__DESCRIPTION OF THE TASK__: Every line in the data below that holds "IntoParams" should be found and copied.

__AVAILABLE RECORDS__:
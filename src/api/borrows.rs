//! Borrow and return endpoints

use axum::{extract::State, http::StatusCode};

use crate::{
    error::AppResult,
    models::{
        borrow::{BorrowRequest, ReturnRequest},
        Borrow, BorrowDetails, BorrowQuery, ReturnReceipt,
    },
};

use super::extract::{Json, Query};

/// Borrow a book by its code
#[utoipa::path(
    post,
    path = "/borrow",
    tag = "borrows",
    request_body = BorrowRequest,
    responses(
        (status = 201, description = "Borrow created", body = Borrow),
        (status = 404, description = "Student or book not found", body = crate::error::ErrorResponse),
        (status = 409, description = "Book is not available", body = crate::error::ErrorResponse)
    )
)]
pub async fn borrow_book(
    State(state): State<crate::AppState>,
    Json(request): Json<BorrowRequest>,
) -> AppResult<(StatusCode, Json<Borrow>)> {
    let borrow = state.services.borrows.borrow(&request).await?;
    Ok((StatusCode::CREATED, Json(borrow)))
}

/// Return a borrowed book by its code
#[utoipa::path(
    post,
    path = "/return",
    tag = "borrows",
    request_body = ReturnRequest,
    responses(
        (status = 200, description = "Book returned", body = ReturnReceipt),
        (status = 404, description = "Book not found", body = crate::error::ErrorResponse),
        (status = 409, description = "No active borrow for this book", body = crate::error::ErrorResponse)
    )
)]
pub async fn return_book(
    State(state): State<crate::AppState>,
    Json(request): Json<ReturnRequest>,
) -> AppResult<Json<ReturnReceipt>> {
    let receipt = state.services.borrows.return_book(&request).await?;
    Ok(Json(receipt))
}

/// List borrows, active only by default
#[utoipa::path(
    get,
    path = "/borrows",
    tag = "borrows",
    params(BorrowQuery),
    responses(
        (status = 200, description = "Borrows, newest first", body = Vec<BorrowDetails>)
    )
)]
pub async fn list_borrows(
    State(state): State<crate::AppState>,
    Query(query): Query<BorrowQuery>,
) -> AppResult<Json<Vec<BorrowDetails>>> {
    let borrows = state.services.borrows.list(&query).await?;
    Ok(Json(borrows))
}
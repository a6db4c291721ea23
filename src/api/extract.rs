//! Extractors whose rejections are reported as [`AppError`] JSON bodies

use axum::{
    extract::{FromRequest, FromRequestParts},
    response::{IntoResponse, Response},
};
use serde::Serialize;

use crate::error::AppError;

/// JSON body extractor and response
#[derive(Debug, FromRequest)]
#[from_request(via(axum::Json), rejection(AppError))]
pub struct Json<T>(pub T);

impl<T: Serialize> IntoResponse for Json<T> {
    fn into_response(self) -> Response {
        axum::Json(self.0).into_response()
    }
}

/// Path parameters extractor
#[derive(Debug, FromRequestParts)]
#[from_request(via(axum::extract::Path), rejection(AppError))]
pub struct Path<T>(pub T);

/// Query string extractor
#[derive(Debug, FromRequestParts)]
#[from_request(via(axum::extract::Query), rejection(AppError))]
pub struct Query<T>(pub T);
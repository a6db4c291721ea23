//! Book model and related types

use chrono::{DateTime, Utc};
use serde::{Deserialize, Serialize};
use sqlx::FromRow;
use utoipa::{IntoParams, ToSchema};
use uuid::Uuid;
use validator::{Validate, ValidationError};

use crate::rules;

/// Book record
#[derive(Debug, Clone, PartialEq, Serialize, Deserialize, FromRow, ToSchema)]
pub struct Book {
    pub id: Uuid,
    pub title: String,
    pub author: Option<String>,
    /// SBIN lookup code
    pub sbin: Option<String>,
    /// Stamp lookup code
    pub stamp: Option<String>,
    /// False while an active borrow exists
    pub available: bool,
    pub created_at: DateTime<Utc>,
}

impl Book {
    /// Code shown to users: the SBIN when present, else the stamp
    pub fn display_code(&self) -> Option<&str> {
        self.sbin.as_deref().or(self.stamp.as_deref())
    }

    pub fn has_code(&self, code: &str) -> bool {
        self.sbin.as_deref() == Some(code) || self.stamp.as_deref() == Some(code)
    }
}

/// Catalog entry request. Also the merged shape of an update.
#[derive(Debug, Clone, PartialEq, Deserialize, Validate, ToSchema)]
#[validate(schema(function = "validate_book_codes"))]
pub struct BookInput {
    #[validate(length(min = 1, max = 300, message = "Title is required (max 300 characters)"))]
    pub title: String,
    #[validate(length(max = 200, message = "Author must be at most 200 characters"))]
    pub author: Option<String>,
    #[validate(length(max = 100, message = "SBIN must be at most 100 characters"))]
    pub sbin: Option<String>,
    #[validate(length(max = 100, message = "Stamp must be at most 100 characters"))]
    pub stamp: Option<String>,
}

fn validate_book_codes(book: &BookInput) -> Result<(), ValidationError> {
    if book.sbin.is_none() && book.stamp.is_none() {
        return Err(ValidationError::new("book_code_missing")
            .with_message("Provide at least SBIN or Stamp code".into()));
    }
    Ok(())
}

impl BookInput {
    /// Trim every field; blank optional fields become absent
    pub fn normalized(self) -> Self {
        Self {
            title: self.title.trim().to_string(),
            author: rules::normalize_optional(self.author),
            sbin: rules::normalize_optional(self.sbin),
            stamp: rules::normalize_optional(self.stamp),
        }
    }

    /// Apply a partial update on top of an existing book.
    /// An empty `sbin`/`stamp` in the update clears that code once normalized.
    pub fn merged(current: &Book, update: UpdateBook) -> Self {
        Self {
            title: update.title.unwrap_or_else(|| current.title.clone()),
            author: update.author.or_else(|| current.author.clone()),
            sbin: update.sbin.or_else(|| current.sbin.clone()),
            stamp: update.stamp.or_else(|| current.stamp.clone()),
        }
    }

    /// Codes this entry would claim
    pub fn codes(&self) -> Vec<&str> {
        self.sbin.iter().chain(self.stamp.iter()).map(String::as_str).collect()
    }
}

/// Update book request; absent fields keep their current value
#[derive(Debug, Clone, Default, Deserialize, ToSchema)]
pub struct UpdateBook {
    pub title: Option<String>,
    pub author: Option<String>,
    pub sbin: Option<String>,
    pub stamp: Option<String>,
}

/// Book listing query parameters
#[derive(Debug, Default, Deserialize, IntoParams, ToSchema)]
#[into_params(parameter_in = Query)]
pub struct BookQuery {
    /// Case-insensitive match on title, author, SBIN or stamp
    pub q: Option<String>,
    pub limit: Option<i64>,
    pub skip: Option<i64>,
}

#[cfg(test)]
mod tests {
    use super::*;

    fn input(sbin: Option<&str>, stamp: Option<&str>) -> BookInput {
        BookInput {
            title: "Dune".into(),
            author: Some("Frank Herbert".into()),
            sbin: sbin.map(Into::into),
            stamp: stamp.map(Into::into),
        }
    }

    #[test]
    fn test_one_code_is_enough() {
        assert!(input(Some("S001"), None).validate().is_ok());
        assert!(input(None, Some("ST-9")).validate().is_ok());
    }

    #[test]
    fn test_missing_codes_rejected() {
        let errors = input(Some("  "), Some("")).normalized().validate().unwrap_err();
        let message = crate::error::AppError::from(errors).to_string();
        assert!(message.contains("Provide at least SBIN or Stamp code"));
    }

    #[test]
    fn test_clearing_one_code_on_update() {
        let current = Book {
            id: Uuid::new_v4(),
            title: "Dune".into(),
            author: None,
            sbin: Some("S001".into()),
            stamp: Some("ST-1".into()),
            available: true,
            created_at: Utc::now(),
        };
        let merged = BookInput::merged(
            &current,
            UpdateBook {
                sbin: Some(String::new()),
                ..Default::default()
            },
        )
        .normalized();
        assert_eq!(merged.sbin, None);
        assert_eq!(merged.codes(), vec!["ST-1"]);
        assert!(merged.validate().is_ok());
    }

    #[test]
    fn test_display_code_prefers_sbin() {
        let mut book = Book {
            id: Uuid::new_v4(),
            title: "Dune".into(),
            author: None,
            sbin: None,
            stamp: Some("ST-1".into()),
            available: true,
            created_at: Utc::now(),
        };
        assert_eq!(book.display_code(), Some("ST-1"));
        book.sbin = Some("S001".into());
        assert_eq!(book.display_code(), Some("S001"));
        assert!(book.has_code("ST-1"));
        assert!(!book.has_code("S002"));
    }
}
* * *
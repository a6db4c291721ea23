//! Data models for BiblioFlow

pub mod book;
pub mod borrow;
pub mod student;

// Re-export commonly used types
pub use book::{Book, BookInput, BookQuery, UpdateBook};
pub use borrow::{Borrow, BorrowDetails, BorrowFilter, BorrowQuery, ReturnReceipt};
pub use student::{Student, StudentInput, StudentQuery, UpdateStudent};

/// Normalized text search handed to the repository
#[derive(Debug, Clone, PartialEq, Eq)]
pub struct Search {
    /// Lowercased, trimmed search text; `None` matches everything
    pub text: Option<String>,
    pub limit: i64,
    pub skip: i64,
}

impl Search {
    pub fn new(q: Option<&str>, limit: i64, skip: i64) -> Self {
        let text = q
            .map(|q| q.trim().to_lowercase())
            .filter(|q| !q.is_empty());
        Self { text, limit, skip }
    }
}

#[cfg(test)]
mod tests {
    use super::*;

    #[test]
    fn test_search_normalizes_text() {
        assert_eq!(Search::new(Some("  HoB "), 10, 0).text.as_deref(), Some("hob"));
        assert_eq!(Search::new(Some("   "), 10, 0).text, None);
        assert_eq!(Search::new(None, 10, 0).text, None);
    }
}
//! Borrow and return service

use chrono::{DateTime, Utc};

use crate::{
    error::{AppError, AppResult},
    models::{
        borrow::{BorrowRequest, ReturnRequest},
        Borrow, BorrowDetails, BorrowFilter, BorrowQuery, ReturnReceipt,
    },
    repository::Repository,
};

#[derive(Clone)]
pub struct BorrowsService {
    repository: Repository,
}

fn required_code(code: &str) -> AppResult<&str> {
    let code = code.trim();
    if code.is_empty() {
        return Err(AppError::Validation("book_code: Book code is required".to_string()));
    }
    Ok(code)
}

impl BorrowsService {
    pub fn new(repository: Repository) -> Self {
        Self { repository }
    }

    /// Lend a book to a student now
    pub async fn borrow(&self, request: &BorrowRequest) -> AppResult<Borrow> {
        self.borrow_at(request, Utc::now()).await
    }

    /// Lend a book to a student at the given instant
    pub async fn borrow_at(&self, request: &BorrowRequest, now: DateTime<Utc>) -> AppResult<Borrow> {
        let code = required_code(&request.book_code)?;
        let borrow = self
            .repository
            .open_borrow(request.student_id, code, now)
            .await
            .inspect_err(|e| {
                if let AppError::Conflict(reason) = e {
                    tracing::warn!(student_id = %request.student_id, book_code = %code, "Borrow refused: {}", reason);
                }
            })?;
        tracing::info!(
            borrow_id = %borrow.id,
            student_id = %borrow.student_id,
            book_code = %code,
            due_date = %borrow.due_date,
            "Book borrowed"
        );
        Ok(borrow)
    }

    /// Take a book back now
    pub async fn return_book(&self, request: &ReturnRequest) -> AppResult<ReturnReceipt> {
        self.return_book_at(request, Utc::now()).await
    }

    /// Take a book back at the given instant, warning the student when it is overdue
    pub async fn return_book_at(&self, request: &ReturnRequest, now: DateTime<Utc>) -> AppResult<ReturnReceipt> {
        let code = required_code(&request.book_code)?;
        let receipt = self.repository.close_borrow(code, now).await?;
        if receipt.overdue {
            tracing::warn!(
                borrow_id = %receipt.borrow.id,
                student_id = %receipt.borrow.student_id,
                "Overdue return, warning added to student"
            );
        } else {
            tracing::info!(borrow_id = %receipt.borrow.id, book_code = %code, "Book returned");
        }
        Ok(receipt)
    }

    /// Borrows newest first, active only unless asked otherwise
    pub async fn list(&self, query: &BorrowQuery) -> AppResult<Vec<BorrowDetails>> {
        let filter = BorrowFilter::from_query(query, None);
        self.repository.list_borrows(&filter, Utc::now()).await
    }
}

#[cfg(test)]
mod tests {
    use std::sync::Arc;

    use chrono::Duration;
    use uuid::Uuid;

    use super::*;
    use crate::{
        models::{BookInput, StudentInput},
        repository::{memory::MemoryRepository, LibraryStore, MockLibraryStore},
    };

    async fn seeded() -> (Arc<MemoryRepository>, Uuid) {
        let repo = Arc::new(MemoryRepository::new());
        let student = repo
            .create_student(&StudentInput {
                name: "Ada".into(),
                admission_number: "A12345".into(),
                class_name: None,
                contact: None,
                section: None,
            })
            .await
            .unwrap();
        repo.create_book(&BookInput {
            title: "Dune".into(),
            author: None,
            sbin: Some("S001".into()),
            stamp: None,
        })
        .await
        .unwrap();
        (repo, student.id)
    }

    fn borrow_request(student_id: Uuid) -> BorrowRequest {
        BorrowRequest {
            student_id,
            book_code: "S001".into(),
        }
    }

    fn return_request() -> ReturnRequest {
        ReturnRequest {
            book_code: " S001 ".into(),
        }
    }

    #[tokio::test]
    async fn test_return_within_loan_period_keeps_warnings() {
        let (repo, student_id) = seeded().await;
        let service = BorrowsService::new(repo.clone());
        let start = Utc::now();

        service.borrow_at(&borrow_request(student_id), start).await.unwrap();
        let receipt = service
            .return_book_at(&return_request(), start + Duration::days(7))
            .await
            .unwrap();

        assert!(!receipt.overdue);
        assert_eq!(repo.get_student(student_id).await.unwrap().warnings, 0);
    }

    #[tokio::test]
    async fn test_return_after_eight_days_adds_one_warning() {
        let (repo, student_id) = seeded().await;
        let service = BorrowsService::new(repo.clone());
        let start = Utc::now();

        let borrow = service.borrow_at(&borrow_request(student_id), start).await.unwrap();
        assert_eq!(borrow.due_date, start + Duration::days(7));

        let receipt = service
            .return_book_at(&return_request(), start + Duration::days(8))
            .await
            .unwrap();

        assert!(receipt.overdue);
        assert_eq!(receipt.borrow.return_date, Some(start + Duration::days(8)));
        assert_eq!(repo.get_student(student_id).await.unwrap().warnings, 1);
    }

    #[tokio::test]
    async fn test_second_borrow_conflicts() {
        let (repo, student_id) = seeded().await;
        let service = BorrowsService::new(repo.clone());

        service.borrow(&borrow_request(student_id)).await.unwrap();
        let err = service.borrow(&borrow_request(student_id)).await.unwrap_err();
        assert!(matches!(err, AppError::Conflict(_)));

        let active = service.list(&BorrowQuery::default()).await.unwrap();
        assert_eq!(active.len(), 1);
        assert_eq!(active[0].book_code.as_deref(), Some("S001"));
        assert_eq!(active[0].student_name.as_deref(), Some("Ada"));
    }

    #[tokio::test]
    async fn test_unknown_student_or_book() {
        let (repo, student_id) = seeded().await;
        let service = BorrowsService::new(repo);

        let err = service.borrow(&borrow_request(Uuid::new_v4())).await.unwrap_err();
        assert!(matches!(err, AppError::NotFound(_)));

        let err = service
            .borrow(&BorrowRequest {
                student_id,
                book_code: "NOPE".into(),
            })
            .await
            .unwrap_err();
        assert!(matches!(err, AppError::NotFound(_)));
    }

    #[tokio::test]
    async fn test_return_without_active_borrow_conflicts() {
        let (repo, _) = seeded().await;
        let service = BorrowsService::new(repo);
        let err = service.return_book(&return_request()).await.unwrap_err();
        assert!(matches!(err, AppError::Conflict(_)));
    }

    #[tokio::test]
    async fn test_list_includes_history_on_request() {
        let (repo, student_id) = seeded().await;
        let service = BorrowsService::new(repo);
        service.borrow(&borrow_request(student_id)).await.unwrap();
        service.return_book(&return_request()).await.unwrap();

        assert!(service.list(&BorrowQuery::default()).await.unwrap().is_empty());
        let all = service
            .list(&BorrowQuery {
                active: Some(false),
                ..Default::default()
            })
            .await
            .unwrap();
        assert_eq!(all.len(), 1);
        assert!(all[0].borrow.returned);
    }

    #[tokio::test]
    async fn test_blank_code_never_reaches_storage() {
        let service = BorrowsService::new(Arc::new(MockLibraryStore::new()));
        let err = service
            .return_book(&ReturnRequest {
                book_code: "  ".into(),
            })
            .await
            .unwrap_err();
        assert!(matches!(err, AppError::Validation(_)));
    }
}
* * *
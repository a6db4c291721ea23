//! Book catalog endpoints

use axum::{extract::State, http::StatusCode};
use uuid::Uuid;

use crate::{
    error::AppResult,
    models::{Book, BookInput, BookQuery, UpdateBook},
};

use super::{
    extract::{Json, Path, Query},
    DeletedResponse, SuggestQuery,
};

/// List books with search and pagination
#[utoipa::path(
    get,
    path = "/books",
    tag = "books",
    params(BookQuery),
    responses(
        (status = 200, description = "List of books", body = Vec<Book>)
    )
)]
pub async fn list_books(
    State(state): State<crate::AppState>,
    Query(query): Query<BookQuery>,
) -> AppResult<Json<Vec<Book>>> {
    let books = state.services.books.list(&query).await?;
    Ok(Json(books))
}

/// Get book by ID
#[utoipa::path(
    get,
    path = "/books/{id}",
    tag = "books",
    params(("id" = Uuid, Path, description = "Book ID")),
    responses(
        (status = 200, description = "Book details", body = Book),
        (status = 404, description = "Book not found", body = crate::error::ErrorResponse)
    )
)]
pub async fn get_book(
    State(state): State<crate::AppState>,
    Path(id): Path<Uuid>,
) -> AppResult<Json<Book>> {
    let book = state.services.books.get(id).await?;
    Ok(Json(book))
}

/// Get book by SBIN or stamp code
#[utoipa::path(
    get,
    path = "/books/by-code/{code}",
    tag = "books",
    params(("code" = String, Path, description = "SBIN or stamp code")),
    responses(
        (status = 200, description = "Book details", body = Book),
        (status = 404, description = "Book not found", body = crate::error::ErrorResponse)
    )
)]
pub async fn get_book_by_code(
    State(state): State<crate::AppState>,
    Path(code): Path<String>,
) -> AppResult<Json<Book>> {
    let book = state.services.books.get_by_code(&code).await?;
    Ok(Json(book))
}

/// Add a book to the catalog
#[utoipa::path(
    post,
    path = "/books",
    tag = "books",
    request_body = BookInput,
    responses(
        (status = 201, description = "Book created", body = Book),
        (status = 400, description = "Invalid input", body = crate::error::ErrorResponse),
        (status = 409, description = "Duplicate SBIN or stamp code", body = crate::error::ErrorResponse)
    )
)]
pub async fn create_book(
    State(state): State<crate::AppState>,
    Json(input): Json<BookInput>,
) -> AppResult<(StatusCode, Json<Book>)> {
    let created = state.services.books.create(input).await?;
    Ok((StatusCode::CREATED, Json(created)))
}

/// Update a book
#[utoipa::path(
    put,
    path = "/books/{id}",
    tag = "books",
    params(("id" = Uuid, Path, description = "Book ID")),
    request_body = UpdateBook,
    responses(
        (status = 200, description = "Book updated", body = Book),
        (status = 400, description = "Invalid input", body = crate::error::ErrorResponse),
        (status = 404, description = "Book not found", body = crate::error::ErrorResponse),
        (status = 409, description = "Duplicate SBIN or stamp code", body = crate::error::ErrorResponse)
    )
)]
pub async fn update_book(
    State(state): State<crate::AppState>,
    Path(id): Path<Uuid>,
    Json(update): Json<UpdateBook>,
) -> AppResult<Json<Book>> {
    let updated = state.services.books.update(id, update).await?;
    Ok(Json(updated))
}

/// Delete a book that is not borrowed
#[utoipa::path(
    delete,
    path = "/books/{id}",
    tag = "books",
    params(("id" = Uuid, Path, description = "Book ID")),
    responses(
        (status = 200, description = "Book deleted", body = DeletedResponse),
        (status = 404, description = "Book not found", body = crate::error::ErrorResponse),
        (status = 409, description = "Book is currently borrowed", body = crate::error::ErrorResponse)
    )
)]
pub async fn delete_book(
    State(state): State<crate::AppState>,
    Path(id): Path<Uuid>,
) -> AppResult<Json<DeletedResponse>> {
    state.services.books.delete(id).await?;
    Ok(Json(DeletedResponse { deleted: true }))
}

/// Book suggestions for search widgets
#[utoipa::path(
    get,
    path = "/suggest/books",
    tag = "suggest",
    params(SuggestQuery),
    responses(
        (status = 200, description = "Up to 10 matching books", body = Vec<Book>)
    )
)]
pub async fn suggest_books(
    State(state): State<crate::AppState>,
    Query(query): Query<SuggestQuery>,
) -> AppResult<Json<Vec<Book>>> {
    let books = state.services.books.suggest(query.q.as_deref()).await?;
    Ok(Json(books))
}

__SOLVED EXERCISE__:
use utoipa::{IntoParams, ToSchema};
#[derive(Debug, Default, Deserialize, IntoParams, ToSchema)]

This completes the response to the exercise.